// Domain layer: core models and ports. Adapters implement the ports.

pub mod model;
pub mod ports;
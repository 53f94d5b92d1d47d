use crate::domain::model::{Category, ItemId, MenuItem};
use crate::utils::error::{MenuError, Result};
use std::collections::{HashMap, HashSet};

/// Validated, read-only menu: categories in display order and their items.
#[derive(Debug, Clone, PartialEq)]
pub struct Catalog {
    categories: Vec<Category>,
    items: Vec<MenuItem>,
    by_id: HashMap<ItemId, usize>,
}

impl Catalog {
    /// Builds a catalog, rejecting duplicate ids and items whose category
    /// does not exist. The cart merges lines by item id, so ids must be
    /// unique across all categories.
    pub fn new(categories: Vec<Category>, items: Vec<MenuItem>) -> Result<Self> {
        if categories.is_empty() {
            return Err(MenuError::CatalogValidation {
                message: "catalog has no categories".to_string(),
            });
        }

        let mut category_ids = HashSet::new();
        for category in &categories {
            if !category_ids.insert(category.id.as_str()) {
                return Err(MenuError::CatalogValidation {
                    message: format!("duplicate category id '{}'", category.id),
                });
            }
        }

        let mut by_id = HashMap::with_capacity(items.len());
        for (index, item) in items.iter().enumerate() {
            if item.position.x > 100 || item.position.y > 100 {
                return Err(MenuError::CatalogValidation {
                    message: format!(
                        "item {} ('{}') has position ({}, {}) outside 0..=100",
                        item.id, item.name, item.position.x, item.position.y
                    ),
                });
            }
            if !category_ids.contains(item.category.as_str()) {
                return Err(MenuError::CatalogValidation {
                    message: format!(
                        "item {} ('{}') references unknown category '{}'",
                        item.id, item.name, item.category
                    ),
                });
            }
            if let Some(previous) = by_id.insert(item.id, index) {
                return Err(MenuError::CatalogValidation {
                    message: format!(
                        "item id {} is used by both '{}' and '{}'",
                        item.id, items[previous].name, item.name
                    ),
                });
            }
        }

        Ok(Self {
            categories,
            items,
            by_id,
        })
    }

    pub fn categories(&self) -> &[Category] {
        &self.categories
    }

    pub fn category(&self, id: &str) -> Option<&Category> {
        self.categories.iter().find(|c| c.id == id)
    }

    pub fn first_category(&self) -> &Category {
        // Non-empty by construction.
        &self.categories[0]
    }

    pub fn items_in<'a>(&'a self, category: &'a str) -> impl Iterator<Item = &'a MenuItem> + 'a {
        self.items.iter().filter(move |item| item.category == category)
    }

    pub fn item(&self, id: ItemId) -> Option<&MenuItem> {
        self.by_id.get(&id).map(|&index| &self.items[index])
    }

    pub fn items(&self) -> &[MenuItem] {
        &self.items
    }

    pub fn len(&self) -> usize {
        self.items.len()
    }

    pub fn is_empty(&self) -> bool {
        self.items.is_empty()
    }
}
---------------
● Assignment: Using the material above, reproduce exactly the line that contains "pub fn first_category(&self)" and all lines after it through the last one, and only those.

● Answer box:
    pub fn first_category(&self) -> &Category {
        // Non-empty by construction.
        &self.categories[0]
    }

    pub fn items_in<'a>(&'a self, category: &'a str) -> impl Iterator<Item = &'a MenuItem> + 'a {
        self.items.iter().filter(move |item| item.category == category)
    }

    pub fn item(&self, id: ItemId) -> Option<&MenuItem> {
        self.by_id.get(&id).map(|&index| &self.items[index])
    }

    pub fn items(&self) -> &[MenuItem] {
        &self.items
    }

    pub fn len(&self) -> usize {
        self.items.len()
    }

    pub fn is_empty(&self) -> bool {
        self.items.is_empty()
    }
}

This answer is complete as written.